▸ Try it:
Return every line below exactly, leaving nothing out.

========================

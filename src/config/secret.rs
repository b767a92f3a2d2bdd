//! Credential handling using the secrecy crate
//!
//! Passwords and connection strings are held in [`SecretString`]: redacted in `Debug`
//! output and zeroed on drop. Reading one requires an explicit `expose_secret()`.
//!
//! # Example
//!
//! ```rust
//! use apix_export::config::secret_string;
//! use secrecy::ExposeSecret;
//!
//! let password = secret_string("my-password".to_string());
//! assert_eq!(password.expose_secret(), "my-password");
//! assert!(!format!("{password:?}").contains("my-password"));
//! ```

use secrecy::{CloneableSecret, DebugSecret, Secret, SerializableSecret};
use serde::{Deserialize, Deserializer, Serialize, Serializer};
use zeroize::Zeroize;

/// String wrapper that satisfies the bounds `Secret` places on its content
#[derive(Clone, Debug, Zeroize)]
#[zeroize(drop)]
pub struct SecretValue(String);

impl CloneableSecret for SecretValue {}
impl DebugSecret for SecretValue {}
impl SerializableSecret for SecretValue {}

impl From<String> for SecretValue {
    fn from(s: String) -> Self {
        SecretValue(s)
    }
}

impl PartialEq<str> for SecretValue {
    fn eq(&self, other: &str) -> bool {
        self.0 == other
    }
}

impl AsRef<str> for SecretValue {
    fn as_ref(&self) -> &str {
        &self.0
    }
}

impl Serialize for SecretValue {
    fn serialize<S>(&self, serializer: S) -> Result<S::Ok, S::Error>
    where
        S: Serializer,
    {
        self.0.serialize(serializer)
    }
}

impl<'de> Deserialize<'de> for SecretValue {
    fn deserialize<D>(deserializer: D) -> Result<Self, D::Error>
    where
        D: Deserializer<'de>,
    {
        String::deserialize(deserializer).map(SecretValue)
    }
}

/// A zeroizing, debug-redacted string
pub type SecretString = Secret<SecretValue>;

/// Wraps a string as a [`SecretString`]
#[inline]
pub fn secret_string(value: String) -> SecretString {
    Secret::new(SecretValue::from(value))
}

========================

▸ Output of the task:
filename src/config/secret.rs
repository b767a92f3a2d2bdd
//! Credential handling using the secrecy crate
//!
//! Passwords and connection strings are held in [`SecretString`]: redacted in `Debug`
//! output and zeroed on drop. Reading one requires an explicit `expose_secret()`.
//!
//! # Example
//!
//! ```rust
//! use apix_export::config::secret_string;
//! use secrecy::ExposeSecret;
//!
//! let password = secret_string("my-password".to_string());
//! assert_eq!(password.expose_secret(), "my-password");
//! assert!(!format!("{password:?}").contains("my-password"));
//! ```

use secrecy::{CloneableSecret, DebugSecret, Secret, SerializableSecret};
use serde::{Deserialize, Deserializer, Serialize, Serializer};
use zeroize::Zeroize;

/// String wrapper that satisfies the bounds `Secret` places on its content
#[derive(Clone, Debug, Zeroize)]
#[zeroize(drop)]
pub struct SecretValue(String);

impl CloneableSecret for SecretValue {}
impl DebugSecret for SecretValue {}
impl SerializableSecret for SecretValue {}

impl From<String> for SecretValue {
    fn from(s: String) -> Self {
        SecretValue(s)
    }
}

impl PartialEq<str> for SecretValue {
    fn eq(&self, other: &str) -> bool {
        self.0 == other
    }
}

impl AsRef<str> for SecretValue {
    fn as_ref(&self) -> &str {
        &self.0
    }
}

impl Serialize for SecretValue {
    fn serialize<S>(&self, serializer: S) -> Result<S::Ok, S::Error>
    where
        S: Serializer,
    {
        self.0.serialize(serializer)
    }
}

impl<'de> Deserialize<'de> for SecretValue {
    fn deserialize<D>(deserializer: D) -> Result<Self, D::Error>
    where
        D: Deserializer<'de>,
    {
        String::deserialize(deserializer).map(SecretValue)
    }
}

/// A zeroizing, debug-redacted string
pub type SecretString = Secret<SecretValue>;

/// Wraps a string as a [`SecretString`]
#[inline]
pub fn secret_string(value: String) -> SecretString {
    Secret::new(SecretValue::from(value))
}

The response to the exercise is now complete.